Open models, real control
The headline insight so far is simple: open models work for our use case, and having full control over the stack aligns with how rsyslog has always been run. That opens a useful door: self-hosted or internal assistants that large orgs can operate on their own infrastructure, combining local knowledge with our curated content. Full sovereignty, no vendor dependency, and clean interfaces so components can be swapped, not worshipped. This direction also aligns with our broader ROSI – rsyslog open stack for information thinking: open, composable, and swap-friendly.

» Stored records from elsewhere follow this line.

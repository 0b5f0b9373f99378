//! The conversation loop state machine.
//!
//! `ConversationLoop` owns the transcript for the lifetime of a session.
//! Each input line moves it `AwaitingInput -> RequestInFlight ->
//! AwaitingInput`, or to `Terminated` on the quit sentinel or end of input.
//! Nothing is printed here; every step yields a [`TurnOutcome`] for the
//! caller to render.

use std::future::Future;
use std::time::Instant;

use tracing::{Instrument, debug, info_span, warn};

use prefill_types::chat::{LoopState, QUIT_SENTINEL, Transcript};
use prefill_types::config::ChatConfig;
use prefill_types::error::ChatError;
use prefill_types::llm::{CompletionRequest, StopReason, Usage};

use crate::llm::box_provider::BoxLlmProvider;

use super::picker::{RandomPicker, SpeakerPicker};
use super::prefix::{ReplyPrefix, choose_prefix, displayed_reply};

/// Source of user input lines.
///
/// `None` means the input is exhausted (e.g. Ctrl+D or end of a pipe).
pub trait InputSource {
    fn next_line(&mut self) -> impl Future<Output = Option<String>> + Send;
}

/// A completed assistant reply.
#[derive(Debug, Clone)]
pub struct Reply {
    pub speaker: Option<String>,
    pub prefix: String,
    /// Prefix plus continuation, exactly as stored in the transcript.
    pub full_text: String,
    /// What the user is shown.
    pub displayed: String,
    pub usage: Usage,
    pub stop_reason: StopReason,
    pub response_ms: u64,
}

/// Result of feeding one input line to the loop.
#[derive(Debug)]
pub enum TurnOutcome {
    Reply(Reply),
    /// The service answered without the prefix; `reply.displayed` is the
    /// full text.
    ContractViolation { reply: Reply, error: ChatError },
    /// The request failed; the user turn stays in the transcript.
    ServiceFailed(ChatError),
    /// The line was not a usable turn and nothing changed.
    Ignored(ChatError),
    Terminated,
}

/// Interactive chat driven one input line at a time.
pub struct ConversationLoop<P: SpeakerPicker = RandomPicker> {
    provider: BoxLlmProvider,
    config: ChatConfig,
    picker: P,
    transcript: Transcript,
    state: LoopState,
}

impl ConversationLoop<RandomPicker> {
    /// Start a session that picks speakers at random.
    pub fn start(provider: BoxLlmProvider, config: ChatConfig) -> Result<Self, ChatError> {
        Self::with_picker(provider, config, RandomPicker::new())
    }
}

impl<P: SpeakerPicker> ConversationLoop<P> {
    /// Start a session with an explicit speaker picker.
    pub fn with_picker(
        provider: BoxLlmProvider,
        config: ChatConfig,
        picker: P,
    ) -> Result<Self, ChatError> {
        config.validate()?;
        Ok(Self {
            provider,
            config,
            picker,
            transcript: Transcript::new(),
            state: LoopState::AwaitingInput,
        })
    }

    pub fn state(&self) -> LoopState {
        self.state
    }

    pub fn config(&self) -> &ChatConfig {
        &self.config
    }

    pub fn transcript(&self) -> &Transcript {
        &self.transcript
    }

    pub fn provider_name(&self) -> &str {
        self.provider.name()
    }

    /// Forget every turn so far; the next request starts a fresh exchange.
    pub fn clear_transcript(&mut self) {
        self.transcript.clear();
    }

    /// Stop the loop without a request, as the sentinel does.
    pub fn terminate(&mut self) {
        self.state = LoopState::Terminated;
    }

    /// The request sent for the current transcript with `prefix` as the
    /// partial assistant turn.
    pub fn build_request(&self, prefix: &str) -> CompletionRequest {
        CompletionRequest {
            model: self.config.model.clone(),
            messages: self.transcript.request_messages(prefix),
            system: self.config.system_instruction.clone(),
            max_tokens: self.config.max_response_tokens,
            temperature: self.config.temperature,
        }
    }

    /// Feed one input line through the state machine.
    pub async fn step(&mut self, line: &str) -> TurnOutcome {
        if self.state == LoopState::Terminated {
            return TurnOutcome::Terminated;
        }

        let text = line.trim();
        if text == QUIT_SENTINEL {
            debug!("Quit sentinel received");
            self.state = LoopState::Terminated;
            return TurnOutcome::Terminated;
        }
        if text.is_empty() {
            return TurnOutcome::Ignored(ChatError::Input("empty message".to_string()));
        }

        self.transcript.push_user(text);
        let prefix = choose_prefix(&self.config, &mut self.picker);
        self.state = LoopState::RequestInFlight;

        let outcome = self.send(prefix).await;
        self.state = LoopState::AwaitingInput;
        outcome
    }

    /// Drive the loop from `input` until it terminates, reporting every
    /// outcome to `on_outcome`.
    pub async fn run<I, F>(&mut self, input: &mut I, mut on_outcome: F) -> LoopState
    where
        I: InputSource,
        F: FnMut(&TurnOutcome),
    {
        while self.state != LoopState::Terminated {
            let outcome = match input.next_line().await {
                Some(line) => self.step(&line).await,
                None => {
                    self.terminate();
                    TurnOutcome::Terminated
                }
            };
            on_outcome(&outcome);
        }
        self.state
    }

    async fn send(&mut self, prefix: ReplyPrefix) -> TurnOutcome {
        let request = self.build_request(&prefix.text);

        // No windowing: the whole transcript goes out on every request.
        if let Ok(count) = self.provider.count_tokens(&request).await {
            let context_limit = self.provider.capabilities().max_context_tokens;
            debug!(
                turns = self.transcript.len(),
                estimated_input_tokens = count.input_tokens,
                context_limit,
                "Sending transcript"
            );
            if count.input_tokens > context_limit {
                warn!(
                    estimated_input_tokens = count.input_tokens,
                    context_limit,
                    "Transcript likely exceeds the model context window; /clear starts over"
                );
            }
        }

        let span = info_span!(
            "gen_ai.complete",
            gen_ai.system = self.provider.name(),
            gen_ai.request.model = %request.model,
            gen_ai.request.max_tokens = request.max_tokens,
            gen_ai.request.temperature = ?request.temperature,
            prefill.speaker = ?prefix.speaker,
        );

        let start = Instant::now();
        let response = match self.provider.complete(&request).instrument(span).await {
            Ok(response) => response,
            Err(e) => {
                warn!(error = %e, "Completion request failed");
                return TurnOutcome::ServiceFailed(ChatError::Service(e));
            }
        };
        let response_ms = start.elapsed().as_millis() as u64;

        self.transcript.push_assistant(response.content.clone());

        let (displayed, violation) = displayed_reply(&response.content, &prefix.text);
        let reply = Reply {
            speaker: prefix.speaker,
            prefix: prefix.text,
            full_text: response.content,
            displayed,
            usage: response.usage,
            stop_reason: response.stop_reason,
            response_ms,
        };

        match violation {
            Some(error) => {
                warn!(prefix = %reply.prefix, "Response did not start with the prefix");
                TurnOutcome::ContractViolation { reply, error }
            }
            None => TurnOutcome::Reply(reply),
        }
    }
}
//! `prefill ask`: one prompt, one prefixed reply.

use std::time::Duration;

use console::{Term, style};
use indicatif::{ProgressBar, ProgressStyle};
use tracing::{Instrument, info_span};

use prefill_core::chat::ask::{AskOutcome, ask};
use prefill_observe::genai_attrs::{OP_ASK, span_name};

use super::chat::renderer::ChatRenderer;
use super::provider_from_settings;
use super::settings::Settings;

/// Send `prompt` and print the reply.
///
/// The reply is printed without the prefix unless `show_prefix` is set.
/// Styled output is used only when stdout is a terminal.
pub async fn run_ask(
    settings: &Settings,
    prompt: &str,
    prefix: &str,
    show_prefix: bool,
    json: bool,
) -> anyhow::Result<()> {
    let config = settings.file.to_chat_config()?;
    let provider = provider_from_settings(settings)?;
    let styled = !json && Term::stdout().is_term();

    let spinner = if styled {
        let spinner = ProgressBar::new_spinner();
        if let Ok(s) = ProgressStyle::default_spinner().template("{spinner:.cyan} {msg}") {
            spinner.set_style(s);
        }
        spinner.set_message("thinking...");
        spinner.enable_steady_tick(Duration::from_millis(80));
        Some(spinner)
    } else {
        None
    };

    let span = info_span!("prefill.ask", otel.name = %span_name(OP_ASK, &config.model));
    let result = ask(&provider, &config, prompt, prefix).instrument(span).await;
    if let Some(spinner) = spinner {
        spinner.finish_and_clear();
    }
    let outcome = result?;

    if json {
        println!("{}", serde_json::to_string_pretty(&ask_json(&outcome))?);
        return Ok(());
    }

    if let Some(violation) = &outcome.violation {
        eprintln!(
            "{} {violation}; showing the reply unchanged.",
            style("!").yellow().bold()
        );
    }

    let text = output_text(&outcome, show_prefix);
    if styled {
        let renderer = ChatRenderer::new(None);
        println!("{}", renderer.render_final(text).trim_end());
    } else {
        println!("{text}");
    }
    Ok(())
}

fn output_text(outcome: &AskOutcome, show_prefix: bool) -> &str {
    if show_prefix {
        &outcome.full_text
    } else {
        &outcome.displayed
    }
}

fn ask_json(outcome: &AskOutcome) -> serde_json::Value {
    serde_json::json!({
        "prefix": outcome.prefix,
        "reply": outcome.displayed,
        "full_text": outcome.full_text,
        "prefix_honored": outcome.violation.is_none(),
        "usage": {
            "input_tokens": outcome.usage.input_tokens,
            "output_tokens": outcome.usage.output_tokens,
        },
    })
}

#[cfg(test)]
mod tests {
    use super::*;
    use prefill_types::error::ChatError;
    use prefill_types::llm::Usage;

    fn outcome(violation: Option<ChatError>) -> AskOutcome {
        AskOutcome {
            prefix: "Bonjour".to_string(),
            full_text: "Bonjour, comment allez-vous ?".to_string(),
            displayed: ", comment allez-vous ?".to_string(),
            usage: Usage {
                input_tokens: 12,
                output_tokens: 7,
            },
            violation,
        }
    }

    #[test]
    fn test_output_text_hides_prefix_by_default() {
        let o = outcome(None);
        assert_eq!(output_text(&o, false), ", comment allez-vous ?");
        assert_eq!(output_text(&o, true), "Bonjour, comment allez-vous ?");
    }

    #[test]
    fn test_ask_json_fields() {
        let value = ask_json(&outcome(None));
        assert_eq!(value["prefix"], "Bonjour");
        assert_eq!(value["reply"], ", comment allez-vous ?");
        assert_eq!(value["prefix_honored"], true);
        assert_eq!(value["usage"]["output_tokens"], 7);
    }

    #[test]
    fn test_ask_json_reports_violation() {
        let violation = ChatError::ContractViolation {
            prefix: "Bonjour".to_string(),
            response: "Hello".to_string(),
        };
        let value = ask_json(&outcome(Some(violation)));
        assert_eq!(value["prefix_honored"], false);
    }
}
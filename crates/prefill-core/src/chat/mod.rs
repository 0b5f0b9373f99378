//! Prefix-steered conversation: speaker picking, prefix construction,
//! the interactive loop, and the one-shot ask.

pub mod ask;
pub mod conversation;
pub mod picker;
pub mod prefix;

#[cfg(test)]
pub(crate) mod test_support;
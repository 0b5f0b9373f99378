//! Interactive chat for Prefill.
//!
//! Each reply is steered by a prefix: a speaker label picked from the
//! roster, or a static prefix. Slash commands, the welcome banner, the
//! thinking spinner and markdown rendering live here; the conversation
//! state itself is owned by `prefill_core::chat::conversation`.
//! Entry point: `loop_runner::run_chat`.

pub mod banner;
pub mod commands;
pub mod input;
pub mod loop_runner;
pub mod renderer;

Documentation modernization: the quiet hero
Our ongoing AI-oriented documentation restructuring is already paying off. Cleaner structure and better chunking produce a stronger knowledge base and noticeably better RAG behavior. This was the plan from the start: fix the docs so humans and machines both benefit. The assistant simply makes the effect visible.
What’s next
- Continuous refinements to the Gradient assistant: retrieval, context shaping, guardrails.
- QA and evaluation workflow with metrics we can act on.
- More advanced Gradient features explored in production-like conditions.
In parallel, we keep the ChatGPT assistant for stability and well-polished answers. It remains the right choice for many users today.
Medium term: move closer to a one-click, login-free assistant on rsyslog.com. Not a moonshot; just careful engineering.
Outlook
We’re aiming for practical, open, and boring-in-the-right-places. If you need to run this on-prem or strictly in your own cloud, the architecture should cooperate, not argue. That is the point.
No buzzwords required: open models, clear interfaces, measured iteration. If it helps you get work done at 03:00, we’re doing it right.